Hyundai Motor Group acquires SoftBank stake to fully own Boston Dynamics
The $325 million deal gives the Korean automaker complete control of the robotics company now valued at over $20 billion
Hyundai Motor Group is buying out SoftBank’s remaining 9.65% stake in Boston Dynamics for $325 million, making the iconic robotics company a wholly owned subsidiary.
The deal values Boston Dynamics at over $20 billion. For context, Hyundai picked up an 80% stake in the company back in 2021 for $1.1 billion. That’s roughly an 18x increase in implied valuation in about five years.
From MIT lab to manufacturing floor
Boston Dynamics has had one of the more interesting ownership journeys in tech. Founded as a spinout from MIT in 1992, it became famous for viral videos of robots doing backflips and opening doors. Google acquired it, then SoftBank took over. Now Hyundai owns the whole thing.

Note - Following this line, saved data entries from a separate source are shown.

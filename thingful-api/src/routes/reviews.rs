/// Review endpoints
///
/// # Endpoints
///
/// - `POST /api/reviews` - Create a review (basic auth)
/// - `GET /api/reviews/:review_id` - Fetch a review (basic auth)
///
/// Review creation validates the presence of `text`, `rating`, `user_id`,
/// and `thing_id` in that order; the first missing field is named in the
/// 400 response. Referential integrity of `thing_id`/`user_id` is left to
/// the database's foreign keys.

use crate::{
    app::AppState,
    error::{ApiError, ApiResult},
    routes::require_field,
};
use axum::{
    extract::{Path, State},
    http::{header, StatusCode},
    Json,
};
use serde::Deserialize;
use thingful_shared::models::review::{CreateReview, Review, ReviewPayload};

/// Review creation request body
#[derive(Debug, Deserialize)]
pub struct NewReviewRequest {
    /// Review text (required)
    pub text: Option<String>,

    /// Rating, 1 through 5 (required)
    pub rating: Option<i32>,

    /// Review author (required)
    pub user_id: Option<i64>,

    /// Reviewed thing (required)
    pub thing_id: Option<i64>,
}

/// Create a new review
///
/// # Endpoint
///
/// ```text
/// POST /api/reviews
/// Authorization: Basic <token>
/// Content-Type: application/json
///
/// {
///   "text": "Test new review",
///   "rating": 3,
///   "user_id": 1,
///   "thing_id": 2
/// }
/// ```
///
/// Responds 201 with `Location: /api/reviews/{id}` and the created review,
/// including an embedded `user` object.
///
/// # Errors
///
/// - `400 Bad Request`: `{"error": "Missing '<field>' in request body"}`,
///   or a rating outside 1..=5
/// - `500 Internal Server Error`: database failure
pub async fn create_review(
    State(state): State<AppState>,
    Json(req): Json<NewReviewRequest>,
) -> ApiResult<(StatusCode, [(header::HeaderName, String); 1], Json<ReviewPayload>)> {
    // Required fields, checked in declaration order
    let text = require_field(req.text, "text")?;
    let rating = require_field(req.rating, "rating")?;
    let user_id = require_field(req.user_id, "user_id")?;
    let thing_id = require_field(req.thing_id, "thing_id")?;

    if !(1..=5).contains(&rating) {
        return Err(ApiError::BadRequest(
            "Rating must be a number between 1 and 5".to_string(),
        ));
    }

    let created = Review::create(
        &state.db,
        CreateReview {
            text,
            rating,
            thing_id,
            user_id,
        },
    )
    .await?;

    // Re-read joined with the author so the payload embeds the user object
    let review = Review::find_by_id(&state.db, created.id)
        .await?
        .ok_or_else(|| {
            ApiError::InternalError(format!("Created review {} not found", created.id))
        })?;

    let location = format!("/api/reviews/{}", review.id);

    Ok((
        StatusCode::CREATED,
        [(header::LOCATION, location)],
        Json(ReviewPayload::from(review)),
    ))
}

/// Fetch a review by ID
///
/// # Errors
///
/// - `404 Not Found`: `{"error": "Review doesn't exist"}`
pub async fn get_review(
    State(state): State<AppState>,
    Path(review_id): Path<i64>,
) -> ApiResult<Json<ReviewPayload>> {
    let review = Review::find_by_id(&state.db, review_id)
        .await?
        .ok_or_else(|| ApiError::NotFound("Review doesn't exist".to_string()))?;

    Ok(Json(ReviewPayload::from(review)))
}
//! # Thingful Shared Library
//!
//! This crate contains shared types and business logic used by the Thingful
//! API server.
//!
//! ## Module Organization
//!
//! - `models`: Database models and their SQL operations
//! - `auth`: Password hashing/policy and Basic authentication middleware
//! - `db`: PostgreSQL connection pool management
//! - `sanitize`: HTML escaping for user-supplied text

pub mod auth;
pub mod db;
pub mod models;
pub mod sanitize;

/// Current version of the Thingful shared library
pub const VERSION: &str = env!("CARGO_PKG_VERSION");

The company’s lineup includes Spot, the four-legged robot that has found commercial applications in industrial inspection, and Atlas, the humanoid robot known for advanced bipedal locomotion.
Hyundai plans to integrate Boston Dynamics robots into its manufacturing processes starting in 2028.
Why full ownership matters now
Hyundai already controlled Boston Dynamics with its 80% stake. The full acquisition eliminates governance friction from shared board seats and stakeholder alignment requirements that come with minority shareholders — a practical concern when deeply integrating a robotics company into core manufacturing operations.
SoftBank, for its part, has been reshuffling its portfolio. Letting go of a small stake in a company it no longer controls is a clean exit, and $325 million is a return on what amounts to leftover equity.
What this means for investors
The $20 billion-plus valuation assigned to Boston Dynamics is a striking number. When Hyundai bought its 80% stake for $1.1 billion in 2021, the robotics company was generating limited commercial revenue and was widely viewed as a research-heavy operation with an unclear path to profitability.
The 2028 timeline for deploying robots in Hyundai’s production facilities is the number to watch. If Atlas or its successors are genuinely performing useful tasks on automotive assembly lines by then, it validates the entire thesis.
As a wholly owned subsidiary, Boston Dynamics could theoretically be restricted from selling robots or technology to Hyundai’s competitors — a dynamic that could reshape the market for advanced industrial robots.